Heutzutage werden Lycopodium-Sporen weiterhin bei der Herstellung bzw. Verpackung
von Kondomen verwendet. Sie sind als Noxe von Asthma und allergischen Beschwerden
bei Mitarbeitern von Kondomfabriken beschrieben worden [10]
[11]. Auch bei der Abklärung von Sexualstraftaten wird der Nachweis von Lycopodium-Sporen
nach Vergewaltigung in der forensischen Medizin eingesetzt [12]. Als Kuriosität ist der Nachweis von Lycopodium-Sporen in Prostatabiopsaten anzusehen,
bei Zustand nach transrektaler bioptischer Gewebsentnahme unter Einsatz von mit Kondomen
geschützten Geräten [13].
Ferner sind Lycopodium-Sporen seit dem Mittelalter in der Erzeugung pyrotechnischer
Effekte benutzt worden und werden heutzutage noch von Magiern und im Showbereich verwendet.
Anleitungen für das Erzielen von attraktiven Feuereffekten mit diesem Stoff, darunter
auch fürs „Feuerspucken”, sind u. a. im Internet zu finden.

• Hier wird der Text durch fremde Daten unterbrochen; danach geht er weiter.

//! Background maintenance of the call registry.

use chrono::Utc;
use std::sync::Arc;
use std::time::Duration;
use tokio::task::JoinHandle;
use tracing::{debug, info};
use triage_core::CallRegistry;

/// How often ended calls are checked against the retention window.
/// `None` when retention is disabled.
pub fn prune_interval(retention: Duration) -> Option<Duration> {
    if retention.is_zero() {
        return None;
    }
    Some((retention / 2).clamp(Duration::from_secs(1), Duration::from_secs(60)))
}

/// Spawns the task that drops ended calls once their retention window has
/// passed. Returns `None` when retention is disabled.
pub fn spawn_pruner(registry: Arc<CallRegistry>) -> Option<JoinHandle<()>> {
    let period = prune_interval(registry.config().ended_retention)?;
    info!(period_secs = period.as_secs(), "Starting ended-call pruner");
    Some(tokio::spawn(async move {
        let mut ticker = tokio::time::interval(period);
        ticker.set_missed_tick_behavior(tokio::time::MissedTickBehavior::Delay);
        loop {
            ticker.tick().await;
            let purged = registry.purge_ended(Utc::now());
            debug!(purged, "Pruning pass complete");
        }
    }))
}

#[cfg(test)]
mod tests {
    use super::*;
    use triage_core::{AgentCatalog, RegistryConfig, pipeline::DetachedPipeline};

    #[test]
    fn test_prune_interval_is_clamped() {
        assert_eq!(prune_interval(Duration::ZERO), None);
        assert_eq!(
            prune_interval(Duration::from_millis(500)),
            Some(Duration::from_secs(1))
        );
        assert_eq!(
            prune_interval(Duration::from_secs(30)),
            Some(Duration::from_secs(15))
        );
        assert_eq!(
            prune_interval(Duration::from_secs(3600)),
            Some(Duration::from_secs(60))
        );
    }

    #[test]
    fn test_pruner_not_spawned_when_retention_disabled() {
        let registry = Arc::new(CallRegistry::new(
            Arc::new(AgentCatalog::builtin()),
            Arc::new(DetachedPipeline),
            RegistryConfig {
                max_concurrent_calls: 1,
                ended_retention: Duration::ZERO,
            },
        ));
        assert!(spawn_pruner(registry).is_none());
    }

    #[tokio::test]
    async fn test_pruner_removes_expired_calls() {
        let registry = Arc::new(CallRegistry::new(
            Arc::new(AgentCatalog::builtin()),
            Arc::new(DetachedPipeline),
            RegistryConfig {
                max_concurrent_calls: 4,
                ended_retention: Duration::from_millis(1),
            },
        ));
        let expired = registry.create(None).unwrap();
        registry.end(expired.call_id).unwrap();
        let live = registry.create(None).unwrap();
        tokio::time::sleep(Duration::from_millis(10)).await;

        // The first tick fires immediately.
        let handle = spawn_pruner(registry.clone()).unwrap();
        tokio::time::sleep(Duration::from_millis(100)).await;

        assert!(registry.get(expired.call_id).is_err());
        assert!(registry.get(live.call_id).is_ok());
        handle.abort();
    }
}
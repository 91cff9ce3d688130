//! API Models
//!
//! Request and response bodies of the REST API, documented for OpenAPI
//! generation with `utoipa`. Call snapshots themselves are the core's
//! `CallSummary`.

use serde::{Deserialize, Serialize};
use std::collections::BTreeMap;
use std::fmt;
use triage_core::{AgentDefinition, AgentKind, CallStatus, CallSummary, RegistryStats};
use utoipa::ToSchema;
use uuid::Uuid;

#[derive(Deserialize, ToSchema, Debug, Default)]
pub struct CreateCallPayload {
    #[schema(example = "John Doe")]
    #[serde(default)]
    pub patient_name: Option<String>,
    /// Free-form labels stored with the call (caller number, channel, ...).
    #[serde(default)]
    pub metadata: Option<BTreeMap<String, String>>,
}

#[derive(Serialize, Deserialize, ToSchema, Debug, Clone)]
pub struct CreateCallResponse {
    #[schema(value_type = String, format = Uuid)]
    pub call_id: Uuid,
    #[schema(example = "medical-550e8400e29b41d4a716446655440000")]
    pub room_name: String,
    #[schema(value_type = String, example = "created")]
    pub status: CallStatus,
}

impl From<CallSummary> for CreateCallResponse {
    fn from(call: CallSummary) -> Self {
        Self {
            call_id: call.call_id,
            room_name: call.room_name,
            status: call.status,
        }
    }
}

#[derive(Serialize, ToSchema)]
pub struct ErrorResponse {
    pub message: String,
}

#[derive(Serialize, Deserialize, ToSchema, Debug)]
pub struct ServiceInfo {
    #[schema(example = "Medical Office Triage")]
    pub service: String,
    pub version: String,
    #[schema(example = "running")]
    pub status: String,
    /// Agents a call can be routed between.
    #[schema(value_type = Vec<String>)]
    pub agents: Vec<AgentKind>,
}

#[derive(Serialize, Deserialize, ToSchema, Debug)]
pub struct HealthResponse {
    #[schema(example = "healthy")]
    pub status: String,
    pub calls: RegistryStats,
    /// Calls with a live pipeline connection.
    pub pipelines_connected: usize,
}

#[derive(Serialize, Deserialize, ToSchema, Debug)]
pub struct MetricsResponse {
    pub calls: RegistryStats,
    /// Live calls per owning agent.
    pub calls_by_agent: BTreeMap<String, usize>,
    pub pipelines_connected: usize,
    pub max_concurrent_calls: usize,
}

#[derive(Serialize, Deserialize, ToSchema, Debug, Clone)]
pub struct AgentInfo {
    #[schema(value_type = String, example = "triage")]
    pub kind: AgentKind,
    #[schema(example = "Medical Office Triage")]
    pub display_name: String,
    pub tools: Vec<String>,
    #[schema(value_type = Vec<String>)]
    pub allowed_targets: Vec<AgentKind>,
}

impl From<&AgentDefinition> for AgentInfo {
    fn from(agent: &AgentDefinition) -> Self {
        Self {
            kind: agent.kind,
            display_name: agent.display_name.clone(),
            tools: agent.tools.iter().cloned().collect(),
            allowed_targets: agent.allowed_targets.iter().copied().collect(),
        }
    }
}

#[derive(Deserialize, ToSchema, Debug, Clone)]
pub struct RoomInfo {
    #[schema(example = "medical-550e8400e29b41d4a716446655440000")]
    pub name: String,
}

#[derive(Deserialize, ToSchema, Debug, Clone)]
pub struct ParticipantInfo {
    #[schema(example = "caller-5551234")]
    pub identity: String,
}

/// A room lifecycle event from the media server.
#[derive(Deserialize, ToSchema, Debug, Clone)]
pub struct RoomWebhookPayload {
    #[schema(example = "participant_joined")]
    pub event: String,
    pub room: RoomInfo,
    #[serde(default)]
    pub participant: Option<ParticipantInfo>,
}

#[derive(Serialize, Deserialize, ToSchema, Debug, PartialEq)]
pub struct WebhookResponse {
    /// Whether the event changed a call.
    pub handled: bool,
    #[schema(value_type = Option<String>, format = Uuid)]
    pub call_id: Option<Uuid>,
}

/// Who spoke a line of the conversation transcript.
#[derive(Debug, Serialize, Deserialize, Clone, Copy, PartialEq)]
#[serde(rename_all = "lowercase")]
pub enum MessageRole {
    User,
    Ai,
}

impl fmt::Display for MessageRole {
    fn fmt(&self, f: &mut fmt::Formatter<'_>) -> fmt::Result {
        match self {
            MessageRole::User => write!(f, "user"),
            MessageRole::Ai => write!(f, "ai"),
        }
    }
}

/// One line of a call's conversation transcript.
#[derive(Debug, Clone, PartialEq)]
pub struct Message {
    pub role: MessageRole,
    pub content: String,
}

impl Message {
    pub fn user(content: impl Into<String>) -> Self {
        Self {
            role: MessageRole::User,
            content: content.into(),
        }
    }

    pub fn ai(content: impl Into<String>) -> Self {
        Self {
            role: MessageRole::Ai,
            content: content.into(),
        }
    }
}

#[cfg(test)]
mod tests {
    use super::*;
    use triage_core::AgentCatalog;

    #[test]
    fn test_create_call_payload_fields_are_optional() {
        let payload: CreateCallPayload = serde_json::from_str("{}").unwrap();
        assert!(payload.patient_name.is_none());
        assert!(payload.metadata.is_none());

        let payload: CreateCallPayload = serde_json::from_str(
            r#"{"patient_name": "John Doe", "metadata": {"caller_number": "+15551234"}}"#,
        )
        .unwrap();
        assert_eq!(payload.patient_name.as_deref(), Some("John Doe"));
        assert_eq!(
            payload.metadata.unwrap().get("caller_number").map(String::as_str),
            Some("+15551234")
        );
    }

    #[test]
    fn test_create_call_response_uses_lowercase_status() {
        let response = CreateCallResponse {
            call_id: Uuid::nil(),
            room_name: "medical-0".to_string(),
            status: CallStatus::Created,
        };
        let json = serde_json::to_value(&response).unwrap();
        assert_eq!(json["status"], "created");
        assert_eq!(json["room_name"], "medical-0");
    }

    #[test]
    fn test_agent_info_from_definition() {
        let catalog = AgentCatalog::builtin();
        let info = AgentInfo::from(catalog.get(AgentKind::Billing).as_ref());
        assert_eq!(info.kind, AgentKind::Billing);
        assert_eq!(info.allowed_targets, vec![AgentKind::Triage, AgentKind::Support]);
        assert!(info.tools.contains(&"transfer_to_support".to_string()));
        assert!(info.tools.contains(&"transfer_to_triage".to_string()));
        assert!(!info.tools.contains(&"collect_patient_info".to_string()));
    }

    #[test]
    fn test_webhook_payload_without_participant() {
        let payload: RoomWebhookPayload =
            serde_json::from_str(r#"{"event": "room_finished", "room": {"name": "medical-abc"}}"#)
                .unwrap();
        assert_eq!(payload.event, "room_finished");
        assert_eq!(payload.room.name, "medical-abc");
        assert!(payload.participant.is_none());
    }
}
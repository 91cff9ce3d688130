//! Defines the WebSocket message protocol between a voice pipeline and the API server.

use crate::{hub::PipelineEvent, models::AgentInfo};
use serde::{Deserialize, Serialize};
use triage_core::{AgentKind, CallSummary, ContextUpdate, Intent, RoutingSignal, Urgency};
use uuid::Uuid;

/// Messages sent from the pipeline to the server.
#[derive(Deserialize, Debug, PartialEq)]
#[serde(tag = "type", rename_all = "snake_case")]
pub enum ClientMessage {
    /// Binds the connection to a call. This must be the first message.
    Attach { call_id: Uuid },
    /// A routing hint: an explicit tool request or inferred intents.
    Signal {
        #[serde(default)]
        tool_transfer: Option<AgentKind>,
        #[serde(default)]
        end_requested: bool,
        #[serde(default)]
        intents: Vec<String>,
    },
    /// Caller details picked up by the pipeline.
    PatientInfo {
        #[serde(default)]
        patient_name: Option<String>,
        #[serde(default)]
        symptoms: Vec<String>,
        #[serde(default)]
        urgency: Option<String>,
    },
    /// A transcribed caller utterance for the current agent to answer.
    UserMessage { text: String },
    /// The caller hung up.
    Hangup,
}

impl ClientMessage {
    /// Builds the routing signal for a `signal` message.
    pub fn routing_signal(
        tool_transfer: Option<AgentKind>,
        end_requested: bool,
        intents: &[String],
    ) -> RoutingSignal {
        RoutingSignal {
            tool_transfer,
            end_requested,
            intents: intents.iter().map(|label| Intent::classify(label)).collect(),
        }
    }

    pub fn context_update(
        patient_name: Option<String>,
        symptoms: Vec<String>,
        urgency: Option<&str>,
    ) -> ContextUpdate {
        ContextUpdate {
            patient_name,
            symptoms,
            urgency: urgency.map(Urgency::from_label),
            department_note: None,
        }
    }
}

/// Messages sent from the server to the pipeline.
#[derive(Serialize, Debug, Clone)]
#[serde(tag = "type", rename_all = "snake_case")]
pub enum ServerMessage {
    /// Confirms the attachment and describes the agent to start with.
    Attached {
        call: CallSummary,
        agent: AgentInfo,
        instructions: String,
        greeting: String,
    },
    /// The call was handed to another agent; reconfigure the conversation.
    AgentChanged {
        kind: AgentKind,
        display_name: String,
        instructions: String,
        tools: Vec<String>,
        greeting: String,
    },
    /// The call changed without a handoff.
    CallUpdated { call: CallSummary },
    /// The current agent's reply to a user message.
    Response { text: String },
    /// The call is over; the connection will close.
    Ended { call_id: Uuid },
    /// Reports an error for the last message.
    Error { message: String },
}

impl ServerMessage {
    /// Translates a hub event. `Teardown` has no payload and maps to `Ended`.
    pub fn from_event(call_id: Uuid, event: PipelineEvent) -> Self {
        match event {
            PipelineEvent::AgentChanged {
                kind,
                display_name,
                instructions,
                tools,
                greeting,
            } => ServerMessage::AgentChanged {
                kind,
                display_name,
                instructions,
                tools: tools.into_iter().collect(),
                greeting,
            },
            PipelineEvent::Teardown => ServerMessage::Ended { call_id },
        }
    }
}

Der fehlende klinische Hintergrund bei unserem Patienten (junges Alter, keine neurologische
oder ösophago-gastrale Erkrankung, fehlende eindeutige anamnestische Hinweise auf
eine akzidentelle Aspiration) erschwerten hier die Interpretation der granulomatösen
Veränderungen als Folge einer Aspiration. Wegen der Morphologie der fremden Partikel
wurde eine parasitäre Erkrankung mit Paragonimus oder Schistosoma erwogen, wobei bereits
auf die Ähnlichkeit der Lycopodium-Sporen mit den Eiern dieser Erreger in Fremdkörpergranulomen
in der Haut hingewiesen worden ist [8].
Die nur zögerliche Preisgabe der Information über seine gelegentliche Betätigung als
„Feuerspucker” seitens des Patienten, führte im vorliegenden Fall zu der relativ späten
Identifizierung der Noxe. Nur die enge Kooperation aller mit diesem Fall beschäftigten
Ärzte führte letztendlich zur Abklärung des Befundes mit der hier vorliegenden ersten
Beschreibung einer Aspirationsbronchiolitis mit Lycopodium-Sporen bei einem Feuerspucker.